According to one embodiment of the anchor, it has a rod form and the deformation or opening serving the receiving of the end of the tool runs in the longitudinal direction of this anchor and is designed in particular as a pocket hole, and the tension element is arranged between both ends of this rod-shaped anchor, leaving at an angle to the orientation of the rod-shaped anchor. By this means, the rod-shaped, oblong anchor can be arranged, guided, and held inside the receiver tube or cannula in the longitudinal direction, so that the tool can engage the opening on one of the front sides of the anchor. In the operating position, the anchor can then, after the detachment of the tool from the opening, swing out diagonally to the insertion direction or diagonally to the myocardial canal, as the case may be, especially outside the myocardium, or be swung out through actuation of the tension element and the forces acting thereby on the anchor between its ends.
It is especially advantageous for the swiveling of the anchor after leaving the myocardial canal if the tension element is arranged approximately in the center between the two ends of the rod-shaped anchor or nearer to the front end in the insertion direction than to the end displaying the deformation for the tool. By activating the tension element, the anchor can be easily swiveled or turned counter to the longitudinal direction of the myocardial canal, in that through the tension element the front end of the anchor is pulled towards the back and in this manner swiveled, and during this swiveling can rest with its long side against the myocardium, in particular at the exit of the myocardial canal or of the passage channel of the receiver tube.
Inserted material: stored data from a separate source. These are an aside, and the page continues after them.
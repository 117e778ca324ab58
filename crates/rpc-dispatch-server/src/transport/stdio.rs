//! Stdio transport. Reads one JSON-RPC payload per line from stdin, writes
//! one reply line to stdout.

use tokio::io::{AsyncBufRead, AsyncBufReadExt, AsyncWrite, AsyncWriteExt, BufReader};

use crate::protocol::ProtocolHandler;
use crate::types::ServerResult;

use super::framing;

/// Line-oriented transport for piping payloads through the dispatcher.
pub struct StdioTransport {
    handler: ProtocolHandler,
}

impl StdioTransport {
    pub fn new(handler: ProtocolHandler) -> Self {
        Self { handler }
    }

    /// Run the transport loop over stdin and stdout.
    pub async fn run(&self) -> ServerResult<()> {
        let reader = BufReader::new(tokio::io::stdin());
        let writer = tokio::io::stdout();
        tracing::info!("Stdio transport started");
        self.serve(reader, writer).await
    }

    /// Serve until `reader` reaches EOF.
    pub async fn serve<R, W>(&self, mut reader: R, mut writer: W) -> ServerResult<()>
    where
        R: AsyncBufRead + Unpin,
        W: AsyncWrite + Unpin,
    {
        let mut line = String::new();

        loop {
            line.clear();
            let bytes_read = reader.read_line(&mut line).await?;

            if bytes_read == 0 {
                tracing::info!("EOF on stdin, shutting down");
                break;
            }

            let trimmed = line.trim();
            if trimmed.is_empty() {
                continue;
            }

            let reply = self.handler.handle_payload(trimmed.as_bytes()).await;
            if let Some(framed) = framing::frame_reply(&reply)? {
                writer.write_all(framed.as_bytes()).await?;
                writer.flush().await?;
            }
        }

        Ok(())
    }
}

#[cfg(test)]
mod tests {
    use super::*;
    use crate::methods::default_registry;
    use rpc_dispatch::Dispatcher;
    use serde_json::Value;
    use std::sync::Arc;

    fn transport() -> StdioTransport {
        let registry = Arc::new(default_registry().unwrap());
        StdioTransport::new(ProtocolHandler::new(Dispatcher::new(registry)))
    }

    async fn run_lines(input: &str) -> Vec<Value> {
        let mut out = Vec::new();
        transport().serve(input.as_bytes(), &mut out).await.unwrap();
        String::from_utf8(out)
            .unwrap()
            .lines()
            .map(|l| serde_json::from_str(l).unwrap())
            .collect()
    }

    #[tokio::test]
    async fn test_one_reply_per_request_line() {
        let input = concat!(
            r#"{"jsonrpc":"2.0","method":"math.add","params":{"a":2,"b":3},"id":1}"#,
            "\n\n",
            r#"{"jsonrpc":"2.0","method":"text.concat","params":{"parts":["x"]}}"#,
            "\n",
            r#"{"jsonrpc":"2.0","method":"math.divide","id":3}"#,
            "\n",
        );
        let replies = run_lines(input).await;
        assert_eq!(replies.len(), 2);
        assert_eq!(replies[0]["result"]["sum"], 5);
        assert_eq!(replies[1]["error"]["code"], -32601);
    }

    #[tokio::test]
    async fn test_garbage_line_gets_parse_error() {
        let replies = run_lines("{nope\n").await;
        assert_eq!(replies.len(), 1);
        assert_eq!(replies[0]["error"]["code"], -32700);
        assert_eq!(replies[0]["id"], Value::Null);
    }

    #[tokio::test]
    async fn test_batch_line_yields_array() {
        let input = r#"[{"jsonrpc":"2.0","method":"math.sum","params":[1,2],"id":"a"},3]"#;
        let replies = run_lines(&format!("{input}\n")).await;
        let batch = replies[0].as_array().unwrap();
        assert_eq!(batch.len(), 2);
        assert_eq!(batch[1]["error"]["code"], -32600);
    }

    #[tokio::test]
    async fn test_split_reads_assemble_one_line() {
        let reader = tokio_test::io::Builder::new()
            .read(br#"{"jsonrpc":"2.0","method":"math.sum","#)
            .read(b"\"params\":[4,5],\"id\":9}\n")
            .build();
        let mut out = Vec::new();
        transport()
            .serve(BufReader::new(reader), &mut out)
            .await
            .unwrap();
        let reply: Value = serde_json::from_slice(&out).unwrap();
        assert_eq!(reply["result"]["sum"], 9);
        assert_eq!(reply["id"], 9);
    }
}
For the quick and easy positioning of the heart pacemaker electrode at a location having an especially favorable stimulus threshold within the myocardial canal, it is advantageous if a stop is provided at a distance from the anchor on the tension element or thread for the electrode movable on the latter. By means of this stop, the end of the electrode in the operating position can be positioned on the heart at a fixed distance from the anchor. A positioning of the pole of the electrode immediately at the anchor is thereby avoided, experience having shown that the stimulus threshold there is unfavorable. The electrode is thereby fixed within the myocardium between this front stop on the tension element or thread and the fixing or knotting of the tension element or thread at the rear or outer end of the electrode. The quick and simultaneously secure positioning of the electrode also promotes a short operating time and thus a low degree of strain on the patient.
A simple and easily produced configuration of the front stop on the tension element or thread can consist in a thickening or knot on the tension element or thread, the cross section of which thickening or knot exceeds, at least in a region, the inner cross section of the guide channel or a narrowed section of the guide channel in the electrode.
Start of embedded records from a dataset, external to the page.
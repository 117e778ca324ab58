//! Server-side types shared by the transports and the CLI.

pub mod error;
pub mod info;

pub use error::*;
pub use info::*;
In an expanded embodiment of the invention, the electrode arrangement has a biventricular design and can display a common supply lead from which two electrodes branch out and then run separately to the heart. Each of these electrodes has a guide channel and an anchor for attachment to the outside of the heart. Here, the common supply lead can run from a control device for the electrodes as near as possible to the heart, so that the supply lead and the branched electrodes connected to the latter can be guided through the rib cage to the heart in the least complicated manner possible and can be arranged at the heart in the operating position so as to cause a low degree of disturbance as well as to save space. In this double electrode embodiment, the electrodes can each be anchored to a ventricle of the heart, or both can be anchored to different locations on the same ventricle.
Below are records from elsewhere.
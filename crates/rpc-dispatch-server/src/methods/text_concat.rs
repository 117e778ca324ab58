//! Method `text.concat`: join string parts with a separator.

use serde::Deserialize;
use serde_json::json;

use rpc_dispatch::{CallContext, ErrorObject, HandlerResult, Params};

use crate::types::MethodDefinition;

pub const NAME: &str = "text.concat";

const DEFAULT_SEPARATOR: &str = " ";

#[derive(Debug, Deserialize)]
struct ConcatParams {
    #[serde(default, deserialize_with = "rpc_dispatch::null_as_default")]
    parts: Vec<String>,
    #[serde(default, deserialize_with = "rpc_dispatch::null_as_default")]
    separator: String,
}

pub fn definition() -> MethodDefinition {
    MethodDefinition {
        name: NAME.to_string(),
        description: Some("Join strings with an optional separator".to_string()),
        params_schema: json!({
            "type": "object",
            "properties": {
                "parts": { "type": "array", "items": { "type": "string" }, "minItems": 1 },
                "separator": { "type": "string", "default": DEFAULT_SEPARATOR }
            },
            "required": ["parts"]
        }),
    }
}

pub fn execute(_ctx: &CallContext<'_>, params: Params<'_>) -> HandlerResult {
    let args: ConcatParams =
        params.decode_object("expected params object with 'parts' and optional 'separator'")?;

    if args.parts.is_empty() {
        return Err(ErrorObject::invalid_params(
            "parts must contain at least one string",
        ));
    }

    let separator = if args.separator.is_empty() {
        DEFAULT_SEPARATOR
    } else {
        args.separator.as_str()
    };

    Ok(json!({ "text": args.parts.join(separator) }))
}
It is especially advantageous in this context if an exit opening from the guide channel located in the interior of the electrodes is provided at the branching location for each of the tension elements connected to an anchor. By this means, both tension elements can be fixed closely next to each other, whereby the operation of this double electrode arrangement can be made easier and an easy simultaneous controlling of the fixing of both tension elements at the connection location made possible.
The fixing of both tension elements at the connection location of the electrodes can take place such that the tension elements out of the electrodes, which proceed from a common branching point, can be or are knotted together for the fixing. Though this means, the electrodes can also be fixed relative to each other, a combination of the knotting together or fixing of the tension elements among each other and/or to a loop or another fastening element at the connection location also being possible.
In an especially body-tolerable or biocompatible embodiment of the anchor and the tension element, the anchor and/or the thread can consist of non-conducting material or of plastic, for example of non-dissolving surgical stitching material. Such materials are inexpensive and have a high strength, so that they can withstand, on a long-term basis, the dynamic stresses produced by the heart.
To be able to keep the myocardial canal as small in cross-section as possible, it is especially advantageous if the anode of the electrode is arranged outside the heart at a distance from the cathode or, as the case may be, from the pole situated on or in the heart, or, in the case of a biventricular, branched electrode, if the anodes are arranged in the region of the common supply lead before the branching. By this means, the long-term stressing of the heart through the electrode arrangement can be reduced.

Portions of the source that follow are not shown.